The Gold Coast cash splash is also not likely to be the only holiday home owned by these buyers.

“We’re noticing a lot of cash and buyers literally may have two or three other properties elsewhere in the world,” Parsons says.

“In our premium developments, where apartments are north of $3 million, there’s a lot of buyers with residences in two or three other locations.

“Those buyers may have a home in Sydney or Melbourne, but they will buy something here on the Gold Coast or in Queenstown, or they might have something in Europe, such as Italy or France. That’s becoming a well-established trend now.

“One of the things that we’ve noticed at Jewel, for example, is there have been many people staying at The Langham who have decided it’s a special spot. They buy an apartment in Jewel, furnish it and come up from Sydney or Melbourne once a month.”

Parsons says the scale of cash purchases indicates a significant level of wealth among Australian buyers. In the past, cash buyers at this level were more likely to be from offshore.

“In most of the luxury developments that we sell, a large proportion of buyers are based in Australia. Some of them are ex-pats that have moved back here, but very few, with the exception of some buyers from New Zealand, are from outside of our shores.”

Any suggestion that the heat has come out of the luxury property market on the Gold Coast has been also dismissed by Parsons, who notes a slight dip occurred for three months after the fourth or fifth interest rate hike by the Reserve Bank last year.

“After that, we noticed the market stabilise. We are actually selling more property now than we were during COVID and we are selling at higher prices.

“Brand Gold Coast is stronger than ever. We have found that COVID has forever reset the Gold Coast market. The cyclical nature has gone. Demand is largely driven by population growth, the majority of which is coming from southern states, and it is being exacerbated by the lack of new building supply in the market.

“We are seeing very strong sales numbers in all of our projects and what we are hearing from buyers is a lack of choice in the market.”
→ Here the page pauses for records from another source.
//! Error types for display-referred transforms.
//!
//! Failure here is purely a numeric-domain concern: luminance ratios are
//! undefined for non-positive peak or ambient luminance, and a gamma
//! exponent must be positive. Each violation is surfaced immediately as
//! an error carrying the offending value; nothing is logged or clamped
//! behind the caller's back.

use thiserror::Error;

/// Display parameter error.
///
/// Returned by the viewing-environment formulas ([`crate::gamma`]) and
/// the [`crate::HlgDisplay`] constructor when a parameter lies outside
/// the domain of the BT.2390 formulas.
#[derive(Debug, Clone, Copy, PartialEq, Error)]
pub enum DisplayError {
    /// Nominal peak luminance (Lw) must be positive.
    #[error("peak luminance must be positive, got {0} cd/m2")]
    InvalidPeakLuminance(f64),

    /// Display black luminance (Lb) must be non-negative.
    #[error("black luminance must be non-negative, got {0} cd/m2")]
    InvalidBlackLuminance(f64),

    /// Ambient luminance (Lamb) must be positive.
    #[error("ambient luminance must be positive, got {0} cd/m2")]
    InvalidAmbientLuminance(f64),

    /// Gamma exponent must be positive.
    #[error("gamma exponent must be positive, got {0}")]
    InvalidGamma(f64),

    /// Black luminance must stay below peak luminance.
    #[error("black luminance {black} cd/m2 is not below peak luminance {peak} cd/m2")]
    BlackAbovePeak {
        /// Display black luminance (Lb)
        black: f64,
        /// Nominal peak luminance (Lw)
        peak: f64,
    },
}

/// Result type for display parameter computations.
pub type DisplayResult<T> = Result<T, DisplayError>;
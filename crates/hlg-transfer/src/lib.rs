//! # hlg-transfer
//!
//! Scalar transfer curves for the HLG display pipeline.
//!
//! Transfer functions convert between linear light values and encoded
//! signal values. Everything here is a pointwise scalar curve: the
//! whole-triple, display-referred transforms (OOTF, EOTF) live in
//! `hlg-display` and compose these.
//!
//! # Terminology
//!
//! - **OETF** (Opto-Electronic Transfer Function): Linear -> Encoded
//! - **EOTF** (Electro-Optical Transfer Function): Encoded -> Linear
//!
//! # Supported Transfer Functions
//!
//! | Function | Use Case | Range |
//! |----------|----------|-------|
//! | [`hlg`] | HDR broadcast (BT.2100 HLG) | [0, 1] |
//! | [`srgb`] | Conventional-gamut source linearization | [0, 1], extended variants unbounded |
//!
//! # Usage
//!
//! ```rust
//! use hlg_transfer::{hlg, srgb};
//!
//! // Encode scene light to HLG signal
//! let signal = hlg::oetf(0.18);
//!
//! // Decode back
//! let linear = hlg::inv_oetf(signal);
//!
//! // Linearize an sRGB value
//! let lin = srgb::eotf(0.5);
//! ```
//!
//! # Scalar vs Triple Application
//!
//! These curves apply independently per channel (`_rgb` helpers are
//! provided); the OOTF step in `hlg-display` is the only transform that
//! needs the full triple at once.
//!
//! # Used By
//!
//! - `hlg-display` - EOTF, inverse EOTF, and sRGB-to-HLG conversion

#![warn(missing_docs)]
#![warn(rustdoc::missing_crate_level_docs)]

pub mod hlg;
pub mod srgb;

// Re-export common functions
pub use hlg::{inv_oetf as hlg_inv_oetf, oetf as hlg_oetf};
pub use srgb::{eotf as srgb_eotf, oetf as srgb_oetf};
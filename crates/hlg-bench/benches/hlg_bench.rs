//! Benchmarks for hlg-rs operations.
//!
//! Run with: `cargo bench`

use criterion::{criterion_group, criterion_main, BenchmarkId, Criterion, Throughput};
use std::hint::black_box;

use hlg_display::{eotf, extended_srgb_to_rec2100_hlg, inv_eotf, HlgDisplay};
use hlg_math::Vec3;
use hlg_transfer::{hlg, srgb};

/// Benchmark the scalar transfer curves.
fn bench_curves(c: &mut Criterion) {
    let mut group = c.benchmark_group("curves");

    for size in [1000, 10000, 100000].iter() {
        let values: Vec<f64> = (0..*size).map(|i| i as f64 / *size as f64).collect();

        group.throughput(Throughput::Elements(*size as u64));

        group.bench_with_input(BenchmarkId::new("hlg_oetf", size), &values, |b, v| {
            b.iter(|| v.iter().map(|&x| hlg::oetf(black_box(x))).collect::<Vec<_>>())
        });

        group.bench_with_input(BenchmarkId::new("hlg_inv_oetf", size), &values, |b, v| {
            b.iter(|| v.iter().map(|&x| hlg::inv_oetf(black_box(x))).collect::<Vec<_>>())
        });

        group.bench_with_input(BenchmarkId::new("srgb_eotf", size), &values, |b, v| {
            b.iter(|| v.iter().map(|&x| srgb::eotf(black_box(x))).collect::<Vec<_>>())
        });
    }

    group.finish();
}

/// Benchmark the whole-triple display transforms.
fn bench_display(c: &mut Criterion) {
    let mut group = c.benchmark_group("display");

    let triples: Vec<Vec3> = (0..10000)
        .map(|i| {
            let t = i as f64 / 10000.0;
            Vec3::new(t, t * 0.8, t * 0.6)
        })
        .collect();

    group.throughput(Throughput::Elements(10000));

    let beta = 0.0279553;
    let gamma = 1.2;

    group.bench_function("eotf", |b| {
        b.iter(|| {
            triples
                .iter()
                .map(|&s| eotf(black_box(s), beta, gamma))
                .collect::<Vec<_>>()
        })
    });

    group.bench_function("inv_eotf", |b| {
        b.iter(|| {
            triples
                .iter()
                .map(|&s| inv_eotf(black_box(s), beta, gamma))
                .collect::<Vec<_>>()
        })
    });

    group.bench_function("srgb_to_hlg", |b| {
        b.iter(|| {
            triples
                .iter()
                .map(|&s| extended_srgb_to_rec2100_hlg(black_box(s)))
                .collect::<Vec<_>>()
        })
    });

    let display = HlgDisplay::reference();
    group.bench_function("signal_to_display", |b| {
        b.iter(|| {
            triples
                .iter()
                .map(|&s| display.signal_to_display(black_box(s)))
                .collect::<Vec<_>>()
        })
    });

    group.finish();
}

criterion_group!(benches, bench_curves, bench_display);
criterion_main!(benches);
//! 3x3 matrix type for color transformations.
//!
//! [`Mat3`] is used for RGB-to-XYZ conversions and other linear color
//! space transforms.
//!
//! # Convention
//!
//! Matrices are stored in **row-major** order and use **column vectors**:
//!
//! ```text
//! | m00 m01 m02 |   | x |   | m00*x + m01*y + m02*z |
//! | m10 m11 m12 | * | y | = | m10*x + m11*y + m12*z |
//! | m20 m21 m22 |   | z |   | m20*x + m21*y + m22*z |
//! ```
//!
//! # Usage
//!
//! ```rust
//! use hlg_math::{Mat3, Vec3};
//!
//! // rec2020 to XYZ (D65)
//! let rgb_to_xyz = Mat3::from_rows([
//!     [0.6369580483012914, 0.14461690358620832, 0.1688809751641721],
//!     [0.2627002120112671, 0.6779980715188708, 0.05930171646986196],
//!     [0.0, 0.028072693049087428, 1.060985057710791],
//! ]);
//!
//! let rgb = Vec3::new(1.0, 0.0, 0.0);
//! let xyz = rgb_to_xyz * rgb;
//! ```

use crate::Vec3;
use std::ops::{Index, Mul};

/// A 3x3 matrix for color transformations.
///
/// Stored in row-major order. Use [`Mat3::from_rows`] or [`Mat3::from_cols`]
/// to construct from component arrays.
///
/// # Example
///
/// ```rust
/// use hlg_math::{Mat3, Vec3};
///
/// let identity = Mat3::IDENTITY;
/// let v = Vec3::new(1.0, 2.0, 3.0);
/// assert_eq!(identity * v, v);
/// ```
#[derive(Debug, Clone, Copy, PartialEq)]
#[repr(C)]
pub struct Mat3 {
    /// Matrix elements in row-major order: [row0, row1, row2]
    pub m: [[f64; 3]; 3],
}

impl Mat3 {
    /// Zero matrix.
    pub const ZERO: Self = Self { m: [[0.0; 3]; 3] };

    /// Identity matrix.
    pub const IDENTITY: Self = Self {
        m: [
            [1.0, 0.0, 0.0],
            [0.0, 1.0, 0.0],
            [0.0, 0.0, 1.0],
        ],
    };

    /// Creates a matrix from row arrays.
    ///
    /// # Example
    ///
    /// ```rust
    /// use hlg_math::Mat3;
    ///
    /// let m = Mat3::from_rows([
    ///     [1.0, 0.0, 0.0],
    ///     [0.0, 1.0, 0.0],
    ///     [0.0, 0.0, 1.0],
    /// ]);
    /// assert_eq!(m, Mat3::IDENTITY);
    /// ```
    #[inline]
    pub const fn from_rows(rows: [[f64; 3]; 3]) -> Self {
        Self { m: rows }
    }

    /// Creates a matrix from column arrays.
    ///
    /// Transposes the input (columns become rows internally).
    #[inline]
    pub const fn from_cols(cols: [[f64; 3]; 3]) -> Self {
        Self {
            m: [
                [cols[0][0], cols[1][0], cols[2][0]],
                [cols[0][1], cols[1][1], cols[2][1]],
                [cols[0][2], cols[1][2], cols[2][2]],
            ],
        }
    }

    /// Creates a matrix from Vec3 columns.
    #[inline]
    pub fn from_col_vecs(c0: Vec3, c1: Vec3, c2: Vec3) -> Self {
        Self::from_cols([c0.to_array(), c1.to_array(), c2.to_array()])
    }

    /// Creates a diagonal matrix.
    #[inline]
    pub const fn diagonal(d0: f64, d1: f64, d2: f64) -> Self {
        Self::from_rows([
            [d0, 0.0, 0.0],
            [0.0, d1, 0.0],
            [0.0, 0.0, d2],
        ])
    }

    /// Creates a uniform scale matrix.
    #[inline]
    pub const fn scale(s: f64) -> Self {
        Self::diagonal(s, s, s)
    }

    /// Returns a row as Vec3.
    #[inline]
    pub fn row(&self, i: usize) -> Vec3 {
        Vec3::from_array(self.m[i])
    }

    /// Returns a column as Vec3.
    #[inline]
    pub fn col(&self, i: usize) -> Vec3 {
        Vec3::new(self.m[0][i], self.m[1][i], self.m[2][i])
    }

    /// Returns the transpose of this matrix.
    #[inline]
    pub fn transpose(&self) -> Self {
        Self::from_rows([
            [self.m[0][0], self.m[1][0], self.m[2][0]],
            [self.m[0][1], self.m[1][1], self.m[2][1]],
            [self.m[0][2], self.m[1][2], self.m[2][2]],
        ])
    }

    /// Computes the determinant.
    #[inline]
    pub fn determinant(&self) -> f64 {
        let m = &self.m;
        m[0][0] * (m[1][1] * m[2][2] - m[1][2] * m[2][1])
            - m[0][1] * (m[1][0] * m[2][2] - m[1][2] * m[2][0])
            + m[0][2] * (m[1][0] * m[2][1] - m[1][1] * m[2][0])
    }

    /// Computes the inverse of this matrix.
    ///
    /// Returns `None` if the matrix is singular (determinant is zero).
    pub fn inverse(&self) -> Option<Self> {
        let det = self.determinant();
        if det.abs() < 1e-12 {
            return None;
        }

        let m = &self.m;
        let inv_det = 1.0 / det;

        // Cofactor matrix, transposed and scaled by 1/det
        Some(Self::from_rows([
            [
                (m[1][1] * m[2][2] - m[1][2] * m[2][1]) * inv_det,
                (m[0][2] * m[2][1] - m[0][1] * m[2][2]) * inv_det,
                (m[0][1] * m[1][2] - m[0][2] * m[1][1]) * inv_det,
            ],
            [
                (m[1][2] * m[2][0] - m[1][0] * m[2][2]) * inv_det,
                (m[0][0] * m[2][2] - m[0][2] * m[2][0]) * inv_det,
                (m[0][2] * m[1][0] - m[0][0] * m[1][2]) * inv_det,
            ],
            [
                (m[1][0] * m[2][1] - m[1][1] * m[2][0]) * inv_det,
                (m[0][1] * m[2][0] - m[0][0] * m[2][1]) * inv_det,
                (m[0][0] * m[1][1] - m[0][1] * m[1][0]) * inv_det,
            ],
        ]))
    }

    /// Transforms a Vec3 by this matrix.
    ///
    /// Equivalent to `matrix * vector`.
    #[inline]
    pub fn transform(&self, v: Vec3) -> Vec3 {
        Vec3::new(
            self.m[0][0] * v.x + self.m[0][1] * v.y + self.m[0][2] * v.z,
            self.m[1][0] * v.x + self.m[1][1] * v.y + self.m[1][2] * v.z,
            self.m[2][0] * v.x + self.m[2][1] * v.y + self.m[2][2] * v.z,
        )
    }

    /// Multiplies two matrices.
    #[inline]
    pub fn mul_mat(&self, other: &Self) -> Self {
        let mut result = Self::ZERO;
        for i in 0..3 {
            for j in 0..3 {
                result.m[i][j] = self.m[i][0] * other.m[0][j]
                    + self.m[i][1] * other.m[1][j]
                    + self.m[i][2] * other.m[2][j];
            }
        }
        result
    }

    /// Returns true if all elements are finite (not NaN or infinite).
    #[inline]
    pub fn is_finite(&self) -> bool {
        self.m.iter().flatten().all(|x| x.is_finite())
    }

    /// Converts to glam DMat3 (column-major).
    #[inline]
    pub fn to_glam(&self) -> glam::DMat3 {
        // glam uses column-major, so we transpose
        glam::DMat3::from_cols_array_2d(&[
            [self.m[0][0], self.m[1][0], self.m[2][0]],
            [self.m[0][1], self.m[1][1], self.m[2][1]],
            [self.m[0][2], self.m[1][2], self.m[2][2]],
        ])
    }

    /// Creates from glam DMat3.
    #[inline]
    pub fn from_glam(m: glam::DMat3) -> Self {
        let cols = m.to_cols_array_2d();
        Self::from_cols([cols[0], cols[1], cols[2]])
    }
}

impl Default for Mat3 {
    fn default() -> Self {
        Self::IDENTITY
    }
}

// Mat3 * Vec3
impl Mul<Vec3> for Mat3 {
    type Output = Vec3;

    #[inline]
    fn mul(self, rhs: Vec3) -> Vec3 {
        self.transform(rhs)
    }
}

// Mat3 * Mat3
impl Mul for Mat3 {
    type Output = Self;

    #[inline]
    fn mul(self, rhs: Self) -> Self {
        self.mul_mat(&rhs)
    }
}

// Mat3 * f64
impl Mul<f64> for Mat3 {
    type Output = Self;

    #[inline]
    fn mul(self, rhs: f64) -> Self {
        Self::from_rows([
            [self.m[0][0] * rhs, self.m[0][1] * rhs, self.m[0][2] * rhs],
            [self.m[1][0] * rhs, self.m[1][1] * rhs, self.m[1][2] * rhs],
            [self.m[2][0] * rhs, self.m[2][1] * rhs, self.m[2][2] * rhs],
        ])
    }
}

impl Index<usize> for Mat3 {
    type Output = [f64; 3];

    #[inline]
    fn index(&self, i: usize) -> &[f64; 3] {
        &self.m[i]
    }
}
Although completed projects such as Jewel have a distinct advantage in the current market, Parsons says Devine’s long association with Hutchinson builders has also helped drive DD Living’s current sales run.

“I think buyers have become much more attune to the construction issues that the development industry faces and are aware that many of their projects that are being marketed for sale are unlikely to secure a builder in the future,” he says.

“David (Devine) has a very good association with Hutchinson and now 12 months into construction of Royale, we expect to see them coming on board to build Burly Residences in early 2024.”